RAISING BABYSTAR: $12,493.77

 

 

Ikea > Disneyworld.

I went to Ikea again the other day. And by the other day, I mean two months ago. Or was it three? The POINT is, I went to Ikea and I was reminded how much I FREAKING LOVE IKEA.

I had read on dirtydiaperlaundry.com that Ikea was selling a thing that was not called a flat diaper but basically was a flat diaper so I went to check it out. I use all-in-one (AIO) cloth diapers for Babystar, but I have a stack of leaky BumGenius Elemental diapers and I was looking for a fix.
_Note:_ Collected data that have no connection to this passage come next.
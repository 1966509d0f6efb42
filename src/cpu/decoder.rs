use super::addressing::AddressingMode;
use super::flags::FlagEffects;
use super::opcodes::{self, Opcode, Timing};
use thiserror::Error;

/// Operand text shown for branches; targets are never resolved
pub const BRANCH_PLACEHOLDER: &str = "lbl";

#[derive(Debug, Clone, Copy, PartialEq, Eq, Error)]
pub enum DecodeError {
    #[error("Undefined opcode: ${0:02X}")]
    UndefinedOpcode(u8),
}

/// A single decoded instruction
#[derive(Debug, Clone, PartialEq, Eq)]
pub struct Disassembly {
    pub opcode: u8,
    pub mnemonic: &'static str,
    pub operand: String,
    pub mode: AddressingMode,
    pub size: u8,
    pub timing: Timing,
    pub flags: FlagEffects,
}

impl Disassembly {
    pub fn instruction_len(&self) -> usize {
        self.size as usize
    }

    /// Assembly text, e.g. `LDA ($A5), Y`
    pub fn text(&self) -> String {
        if self.operand.is_empty() {
            self.mnemonic.to_string()
        } else {
            format!("{} {}", self.mnemonic, self.operand)
        }
    }
}

/// Decodes the instruction at the start of `bytes`.
///
/// Two operand bytes are always read, whatever the real instruction length.
pub fn decode(bytes: &[u8; 3]) -> Result<Disassembly, DecodeError> {
    let code = bytes[0];
    let opcode = opcodes::lookup(code).ok_or(DecodeError::UndefinedOpcode(code))?;
    Ok(disassemble(opcode, [bytes[1], bytes[2]]))
}

fn disassemble(opcode: &'static Opcode, operand: [u8; 2]) -> Disassembly {
    Disassembly {
        opcode: opcode.code,
        mnemonic: opcode.name,
        operand: format_operand(opcode.mode, operand),
        mode: opcode.mode,
        size: opcode.size,
        timing: opcode.timing,
        flags: opcode.flags,
    }
}

pub fn format_operand(mode: AddressingMode, operand: [u8; 2]) -> String {
    let byte = operand[0];
    let word = u16::from_le_bytes(operand);

    match mode {
        AddressingMode::Implied => String::new(),
        AddressingMode::Relative => BRANCH_PLACEHOLDER.to_string(),
        AddressingMode::Accumulator => "A".to_string(),
        AddressingMode::Immediate => format!("#${:02X}", byte),
        AddressingMode::ZeroPage => format!("${:02X}", byte),
        AddressingMode::ZeroPageX => format!("${:02X}, X", byte),
        AddressingMode::ZeroPageY => format!("${:02X}, Y", byte),
        AddressingMode::Absolute => format!("${:04X}", word),
        AddressingMode::AbsoluteX => format!("${:04X}, X", word),
        AddressingMode::AbsoluteY => format!("${:04X}, Y", word),
        AddressingMode::Indirect => format!("(${:04X})", word),
        AddressingMode::IndirectX => format!("(${:02X}, X)", byte),
        AddressingMode::IndirectY => format!("(${:02X}), Y", byte),
    }
}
I bought a two-pack for $4.99 (one is plain white but the other has stars – swoon) and just so you know — no, they did not fix my problem. Folding up the flat and adding it behind the attached cotton of the Elemental DID stop the pee from leaking but it made the diaper too puffy to be practical. I guess I could cut the flats in half. Or buy half-size diaper flats online somewhere. Or cut the cotton out of the Elementals to turn them into covers. But then I’m no longer really using AIOs which I have kind of gotten used to so I will probably just sell the BumGenius Elementals. I have enough Smart Bottoms and Blueberry Diapers now. And the stupid Smart Bottoms are leaking now too. Long live Blueberry.

BUT I DIGRESS.

Ikea is my bae. Which is teenspeak for luv-ah. I think.

I also bought a pack of popsicle makers for $2.99 to save for when Babystar starts teething. Which is right freaking now as she is getting eight teeth all at the same time. Poor Babystar. So I had to find the popsicle thingies which reminded me that I bought them hence this post.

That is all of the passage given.